Cleaned of oil, Common Murres spend time in pelagic pools before being released from our San Francisco Bay center.

This week our patients of the week are oiled Common Murres. A handful of these seabirds from the Monterey/Santa Cruz area have been rescued and transported to the San Francisco Bay Center in Fairfield.

The birds are coming with light to heavy oiling on their undersides. The petroleum source has yet to be identified.

Oiled-Murre-intake-web

Common Murre during intake is photographed to document oiling. Photos by Cheryl Reynolds

To clean the murres, our center staff and volunteers use a combination of methyl soyate (a methyl ester derived from soybean oil), DAWN dishwashing liquid, and high pressure shower wash to remove the oil from their feathers. After spending time regaining their natural water-proofing, the healthy murres are usually released into San Francisco Bay at Fort Baker near the Golden Gate Bridge.

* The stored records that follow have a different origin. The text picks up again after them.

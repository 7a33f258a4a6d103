use std::collections::BTreeMap;
use std::fmt;

use delve_common::{EntityId, EntityKind, GridCoord};
use delve_gen::{BarrierSide, Dungeon, RoomId};
use delve_grid::CellState;
use glam::Vec3;

/// Dungeon inspector for developer tooling.
///
/// Read-only queries over a generated dungeon, for debugging and the CLI.
pub struct DungeonInspector;

impl DungeonInspector {
    /// Produce a summary of the dungeon.
    pub fn summary(dungeon: &Dungeon) -> DungeonSummary {
        let scene = dungeon.scene();
        DungeonSummary {
            grid_size: dungeon.grid().size(),
            cell_size: dungeon.grid().cell_size(),
            rooms: dungeon.room_count(),
            corridors: scene.count_kind(EntityKind::Corridor),
            vertical_corridors: scene.count_kind(EntityKind::VerticalCorridor),
            barriers: scene.count_kind(EntityKind::Barrier),
            enemies: scene.count_kind(EntityKind::Enemy),
            treasures: scene.count_kind(EntityKind::Treasure),
            entity_count: scene.entity_count(),
            occupied_cells: dungeon.grid().occupied_count(),
        }
    }

    /// Details of a single room.
    pub fn inspect_room(dungeon: &Dungeon, id: RoomId) -> Option<RoomInfo> {
        dungeon.room(id).map(|room| RoomInfo {
            id,
            coord: room.coord,
            position: room.position(),
            connections: room.connections().iter().copied().collect(),
            barriers: room.barriers().len(),
            occupants: dungeon
                .occupants()
                .iter()
                .filter(|o| o.room == id)
                .map(|o| o.kind)
                .collect(),
        })
    }

    /// All rooms in placement order.
    pub fn list_rooms(dungeon: &Dungeon) -> Vec<RoomInfo> {
        dungeon
            .rooms()
            .iter()
            .filter_map(|r| Self::inspect_room(dungeon, r.id))
            .collect()
    }

    /// Check the structural rules every generated dungeon must satisfy.
    pub fn validate(dungeon: &Dungeon) -> ValidationReport {
        let mut report = ValidationReport::default();

        // Rooms and carved corridor pieces must each own a distinct cell.
        let mut claims: BTreeMap<GridCoord, usize> = BTreeMap::new();
        let rooms = dungeon.rooms().iter().map(|r| r.coord);
        let carved = dungeon
            .corridors()
            .iter()
            .filter(|c| c.carved)
            .map(|c| c.coord);
        for coord in rooms.chain(carved) {
            *claims.entry(coord).or_default() += 1;
        }
        report.overlapping_cells = claims
            .iter()
            .filter(|(_, n)| **n > 1)
            .map(|(c, _)| *c)
            .collect();

        let grid = dungeon.grid();
        let expected = claims.len();
        let occupied = grid.occupied_count();
        if expected != occupied {
            report.occupancy_mismatch = Some((expected, occupied));
        }
        for room in dungeon.rooms() {
            if grid.state(room.coord) != Some(CellState::Room) {
                report.unmarked_rooms.push(room.id);
            }
        }

        if let Some(first) = dungeon.rooms().first() {
            let reachable = dungeon.reachable_from(first.id);
            report.disconnected_rooms = dungeon
                .rooms()
                .iter()
                .map(|r| r.id)
                .filter(|id| !reachable.contains(id))
                .collect();
        }

        let scene = dungeon.scene();
        for room in dungeon.rooms() {
            let half = room.transform.scale * 0.5;
            for barrier in room.barriers() {
                let p = barrier.spec.local_position.abs();
                let inside = p.x <= half.x && p.y <= half.y && p.z <= half.z;
                let attached = scene
                    .get(barrier.entity)
                    .is_some_and(|data| data.parent == Some(room.entity));
                if !inside || !attached {
                    report.barrier_violations.push((room.id, barrier.spec.side));
                }
            }
        }

        let entities = dungeon
            .rooms()
            .iter()
            .flat_map(|r| std::iter::once(r.entity).chain(r.barriers().iter().map(|b| b.entity)))
            .chain(dungeon.corridors().iter().map(|c| c.entity))
            .chain(dungeon.occupants().iter().map(|o| o.entity));
        report.missing_entities = entities.filter(|id| !scene.contains(*id)).collect();

        if !report.is_ok() {
            tracing::warn!(%report, "dungeon failed validation");
        }
        report
    }
}

/// Summary of dungeon state for the inspector.
#[derive(Debug, Clone, PartialEq)]
pub struct DungeonSummary {
    pub grid_size: u32,
    pub cell_size: f32,
    pub rooms: usize,
    pub corridors: usize,
    pub vertical_corridors: usize,
    pub barriers: usize,
    pub enemies: usize,
    pub treasures: usize,
    pub entity_count: usize,
    pub occupied_cells: usize,
}

impl fmt::Display for DungeonSummary {
    fn fmt(&self, f: &mut fmt::Formatter<'_>) -> fmt::Result {
        write!(
            f,
            "Dungeon: grid={}^3 cell={:.2} rooms={} corridors={} vertical={} barriers={} enemies={} treasures={} entities={} occupied={}",
            self.grid_size,
            self.cell_size,
            self.rooms,
            self.corridors,
            self.vertical_corridors,
            self.barriers,
            self.enemies,
            self.treasures,
            self.entity_count,
            self.occupied_cells,
        )
    }
}

/// Detailed info about a single room.
#[derive(Debug, Clone, PartialEq)]
pub struct RoomInfo {
    pub id: RoomId,
    pub coord: GridCoord,
    pub position: Vec3,
    pub connections: Vec<RoomId>,
    pub barriers: usize,
    pub occupants: Vec<EntityKind>,
}

impl fmt::Display for RoomInfo {
    fn fmt(&self, f: &mut fmt::Formatter<'_>) -> fmt::Result {
        let links: Vec<String> = self.connections.iter().map(|r| r.0.to_string()).collect();
        let occupants: Vec<String> = self.occupants.iter().map(|k| k.to_string()).collect();
        write!(
            f,
            "Room {} at {} pos=({:.2}, {:.2}, {:.2}) links=[{}] barriers={} occupants=[{}]",
            self.id.0,
            self.coord,
            self.position.x,
            self.position.y,
            self.position.z,
            links.join(", "),
            self.barriers,
            occupants.join(", "),
        )
    }
}

/// Outcome of [`DungeonInspector::validate`]. Empty means valid.
#[derive(Debug, Clone, Default, PartialEq)]
pub struct ValidationReport {
    /// Cells claimed by more than one room or carved corridor.
    pub overlapping_cells: Vec<GridCoord>,
    /// `(expected, actual)` occupied cell counts when they differ.
    pub occupancy_mismatch: Option<(usize, usize)>,
    /// Rooms whose cell is not marked as a room in the grid.
    pub unmarked_rooms: Vec<RoomId>,
    /// Rooms not reachable from the starting room.
    pub disconnected_rooms: Vec<RoomId>,
    /// Barriers outside their room's bounds or detached from it.
    pub barrier_violations: Vec<(RoomId, BarrierSide)>,
    /// Recorded entities absent from the scene.
    pub missing_entities: Vec<EntityId>,
}

impl ValidationReport {
    pub fn is_ok(&self) -> bool {
        self.overlapping_cells.is_empty()
            && self.occupancy_mismatch.is_none()
            && self.unmarked_rooms.is_empty()
            && self.disconnected_rooms.is_empty()
            && self.barrier_violations.is_empty()
            && self.missing_entities.is_empty()
    }
}

impl fmt::Display for ValidationReport {
    fn fmt(&self, f: &mut fmt::Formatter<'_>) -> fmt::Result {
        if self.is_ok() {
            return write!(f, "valid");
        }
        write!(
            f,
            "overlaps={} unmarked={} disconnected={} barrier_violations={} missing_entities={}",
            self.overlapping_cells.len(),
            self.unmarked_rooms.len(),
            self.disconnected_rooms.len(),
            self.barrier_violations.len(),
            self.missing_entities.len(),
        )?;
        if let Some((expected, actual)) = self.occupancy_mismatch {
            write!(f, " occupancy={actual}/{expected}")?;
        }
        Ok(())
    }
}

#[cfg(test)]
mod tests {
    use super::*;
    use delve_common::PrefabHandle;
    use delve_gen::{DungeonConfig, DungeonGenerator, PrefabSet, RoomPlacer};

    fn generated(seed: u64) -> DungeonGenerator {
        let mut g = DungeonGenerator::new(
            DungeonConfig {
                grid_size: 5,
                cell_size: 0.2,
                min_rooms: 6,
                max_rooms: 10,
                enemy_spawn_chance: 1.0,
                ..DungeonConfig::default()
            },
            PrefabSet::placeholders(),
        );
        g.generate_with_seed(seed).unwrap();
        g
    }

    #[test]
    fn summary_empty_dungeon() {
        let d = Dungeon::new(5, 1.0, Vec3::ZERO);
        let summary = DungeonInspector::summary(&d);
        assert_eq!(summary.rooms, 0);
        assert_eq!(summary.entity_count, 0);
        assert_eq!(summary.occupied_cells, 0);
    }

    #[test]
    fn summary_counts_generated_entities() {
        let g = generated(11);
        let summary = DungeonInspector::summary(g.dungeon());
        assert_eq!(summary.rooms, g.room_count());
        assert_eq!(summary.barriers, g.room_count() * 5);
        assert_eq!(summary.enemies, g.room_count());
        assert_eq!(
            summary.entity_count,
            g.dungeon().scene().entity_count()
        );
    }

    #[test]
    fn list_rooms_in_placement_order() {
        let g = generated(4);
        let rooms = DungeonInspector::list_rooms(g.dungeon());
        assert_eq!(rooms.len(), g.room_count());
        assert_eq!(rooms[0].id, RoomId(0));
        assert_eq!(rooms[0].coord, GridCoord::new(2, 2, 2));
        assert!(rooms.iter().all(|r| r.occupants.contains(&EntityKind::Enemy)));
    }

    #[test]
    fn inspect_room_not_found() {
        let d = Dungeon::new(5, 1.0, Vec3::ZERO);
        assert!(DungeonInspector::inspect_room(&d, RoomId(3)).is_none());
    }

    #[test]
    fn generated_dungeons_validate() {
        for seed in 0..10 {
            let g = generated(seed);
            let report = DungeonInspector::validate(g.dungeon());
            assert!(report.is_ok(), "seed {seed}: {report}");
        }
    }

    #[test]
    fn unlinked_rooms_are_reported() {
        let mut d = Dungeon::new(5, 1.0, Vec3::ZERO);
        let placer = RoomPlacer::new(PrefabHandle(1));
        placer.place_room_at_center(&mut d).unwrap();
        placer.place_at(&mut d, GridCoord::new(0, 0, 0)).unwrap();

        let report = DungeonInspector::validate(&d);
        assert!(!report.is_ok());
        assert_eq!(report.disconnected_rooms, vec![RoomId(1)]);
        assert!(report.overlapping_cells.is_empty());
        assert!(report.occupancy_mismatch.is_none());
    }

    #[test]
    fn despawned_room_entity_is_reported() {
        let mut g = generated(2);
        let entity = g.dungeon().rooms()[0].entity;
        g.dungeon_mut().scene_mut().despawn_recursive(entity);

        let report = DungeonInspector::validate(g.dungeon());
        assert!(report.missing_entities.contains(&entity));
        // The room's barriers went with it.
        assert_eq!(report.barrier_violations.len(), 5);
    }

    #[test]
    fn summary_display() {
        let d = Dungeon::new(3, 1.0, Vec3::ZERO);
        let s = format!("{}", DungeonInspector::summary(&d));
        assert!(s.contains("grid=3^3"));
        assert!(s.contains("rooms=0"));
    }

    #[test]
    fn room_display() {
        let g = generated(5);
        let info = DungeonInspector::inspect_room(g.dungeon(), RoomId(0)).unwrap();
        let s = format!("{info}");
        assert!(s.starts_with("Room 0 at (2, 2, 2)"));
    }
}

Common Murres are diving birds that nest on high cliffs and spend most of their lives on the open water. The public will often spot these oiled birds along beaches at the tide line. At this point these birds are cold, hungry and tired from trying to preen the oil out of their feathers.

This species is has a hard time in past years with chronic oiling along the California coast from Santa Barbara to Northern California. Also a murre stranding was documented earlier this year from the central coast to Alaska. Thousands of birds are being affected and many ended up at our center in the fall of 2015.